So, checking the match of our regular season in the β€œthe 3 pigs” line as it passes through the flowchart looks like this:

- at position 4 there is a word boundary, and we pass the first rectangle
- starting with the 4th position we find the number, and we pass the second rectangle
- at position 5 one way closes back in front of the second rectangle, and the second goes further to the rectangle with a space. We have a space, not a number, and we choose the second path.
- now we are at position 6, the beginning of the β€œpigs”, and on the triple branching of the paths. There is no β€œcow” or β€œchicken” in the line, but there is a β€œpig”, so we choose this way.
- at position 9 after triple branching, one way goes around β€œs” and goes to the last rectangle with the word boundary, and the second one passes through β€œs”. We have an β€œs”, so we go there.
- at position 10 we are at the end of the line, and only the word boundary can match. The end of the line is considered a border, and we pass through the last rectangle. And so we successfully found our template.

In principle, regular expressions work as follows: the algorithm starts at the beginning of a line and tries to find a match there. In our case, there is a word boundary, so it passes the first rectangle - but there is no digit, so it stumbles on the second rectangle. Then he moves to the second character in the string, and tries to find a match there ... And so on, until he finds a match or does not reach the end of the line, in which case the match is not found.

Kickbacks


The regular / \ b ([01] + b | \ d + | [\ da-f] h) \ b / matches either a binary number, followed by b, or a decimal number without a suffix, or a hexadecimal number (digits from 0 to 9 or characters from a to h), followed by h. Relevant Chart:



In the search for a match, it may happen that the algorithm followed the upper path (binary number), even if there is no such number in the string. If there is a line β€œ103”, for example, it is clear that only having reached the number 3 the algorithm will understand that it is on the wrong path. In general, the string coincides with the regular, just not in this thread.

Then the algorithm rolls back. At the fork, he remembers the current position (in our case, this is the beginning of the line, immediately after the word boundary) so that you can go back and try another way if the selected one does not work. For the line β€œ103” after meeting with the troika, he will return and try to pass the path for decimal numbers. This will work, so a match will be found.

The algorithm stops as soon as it finds a complete match. This means that even if several options may come up, only one of them is used (in the order in which they appear in the regular season).
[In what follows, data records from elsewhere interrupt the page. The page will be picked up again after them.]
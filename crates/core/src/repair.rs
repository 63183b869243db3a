// SPDX-License-Identifier: MIT

//! [`RepairAction`] — the tagged set of remediations C4 can apply.

use serde::{Deserialize, Serialize};

use crate::symptom::RpmSymptom;

#[derive(Debug, Clone, PartialEq, Eq, Serialize, Deserialize)]
#[serde(tag = "action", rename_all = "snake_case")]
pub enum RepairAction {
    RecoverDb,
    RebuildDb,
    CleanYumTx,
    KillHolders { paths: Vec<String> },
    /// Reserved for the `--allow-package-cleanup` escape hatch (§9 open
    /// question); never selected automatically by the state machine.
    PackageCleanup,
    Noop,
}

crate::simple_display! {
    RepairAction {
        RecoverDb => "RECOVER_DB",
        RebuildDb => "REBUILD_DB",
        CleanYumTx => "CLEAN_YUM_TX",
        KillHolders { .. } => "KILL_HOLDERS",
        PackageCleanup => "PACKAGE_CLEANUP",
        Noop => "NOOP",
    }
}

/// Outcome of applying one [`RepairAction`].
#[derive(Debug, Clone, PartialEq, Eq, Serialize, Deserialize)]
pub enum RepairOutcome {
    Succeeded,
    Failed { detail: String },
    /// `--dry-run`: the action was logged but never actually run.
    Simulated,
    /// Skipped this pass because a precondition wasn't met (e.g. a lock).
    Blocked { detail: String },
}

impl RepairOutcome {
    pub fn is_ok(&self) -> bool {
        matches!(self, RepairOutcome::Succeeded | RepairOutcome::Simulated)
    }
}

/// One repair attempt recorded in the transcript.
#[derive(Debug, Clone, Serialize, Deserialize)]
pub struct RepairRecord {
    pub action: RepairAction,
    pub attempt_index: usize,
    pub outcome: RepairOutcome,
    /// Symptom observed immediately after this repair's re-probe, if any
    /// was performed before the pass ended.
    pub became_healthy: Option<bool>,
}

impl RepairRecord {
    pub fn new(action: RepairAction, attempt_index: usize, outcome: RepairOutcome) -> Self {
        Self { action, attempt_index, outcome, became_healthy: None }
    }
}

/// The `dbPath/*` glob used by every `KillHolders` turn issued by the
/// state machine.
pub fn kill_holders_everywhere() -> RepairAction {
    RepairAction::KillHolders { paths: vec!["*".into()] }
}

/// Priority-ordered repair turn for a given symptom, per the table in
/// `spec.md` §4.4. Returned as owned data (not a `match` sprinkled through
/// the state machine) so the ordering invariants are testable in
/// isolation.
///
/// Each call returns the *first-line* turn for a freshly observed
/// symptom — one or two actions applied together within a single pass.
/// `RebuildDb` is always preceded by `KillHolders` here, independent of
/// which symptom triggered it, to satisfy the hard "never rebuild while
/// holders exist" invariant universally (see `DESIGN.md` for why this
/// overrides the literal per-symptom wording for `TABLE_CORRUPT` /
/// `TABLE_MISSING` and `INDEX_INCONSISTENT`). Escalating a persistent
/// `QUERY_EMPTY`/`QUERY_SHORT` from `RecoverDb` to the
/// `KillHolders`+`RebuildDb` turn after a failed re-probe is the state
/// machine's responsibility (`dcrpm-remediate`), not this function's —
/// it only ever returns the non-escalated first attempt.
pub fn select_repairs(symptom: &RpmSymptom) -> Vec<RepairAction> {
    use RepairAction::*;

    match symptom {
        RpmSymptom::QueryHung => vec![kill_holders_everywhere(), RecoverDb],
        RpmSymptom::DbNeedsRecover => vec![RecoverDb, kill_holders_everywhere()],
        RpmSymptom::TableCorrupt { .. } | RpmSymptom::TableMissing { .. } => {
            vec![kill_holders_everywhere(), RebuildDb]
        }
        RpmSymptom::IndexInconsistent { .. } => vec![kill_holders_everywhere(), RebuildDb],
        RpmSymptom::QueryEmpty { .. } | RpmSymptom::QueryShort { .. } => vec![RecoverDb],
        RpmSymptom::StaleYumTransaction { .. } => vec![CleanYumTx],
        RpmSymptom::Healthy
        | RpmSymptom::BlockedByLock
        | RpmSymptom::InspectorUnavailable
        | RpmSymptom::Unknown { .. } => vec![],
    }
}

/// The turn applied when a `QUERY_EMPTY`/`QUERY_SHORT` symptom persists
/// after an initial `RecoverDb` attempt already failed to fix it.
pub fn escalated_rebuild_turn() -> Vec<RepairAction> {
    vec![kill_holders_everywhere(), RepairAction::RebuildDb]
}

#[cfg(test)]
#[path = "repair_tests.rs"]
mod tests;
Kickbacks happen when using repetition operators, such as + and *. If you are looking for /^.*x/ in the β€œabcxe” line, part of the regular schedule. * Will try to absorb the entire line. The algorithm then realizes that he also needs an β€œx”. Since there is no β€œx” after the end of the line, the algorithm will try to find a match by rolling back one character. After abcx there is also no x, then it rolls back again, already to the substring abc. And after the line, he finds x and reports a successful match, at positions 0 through 4.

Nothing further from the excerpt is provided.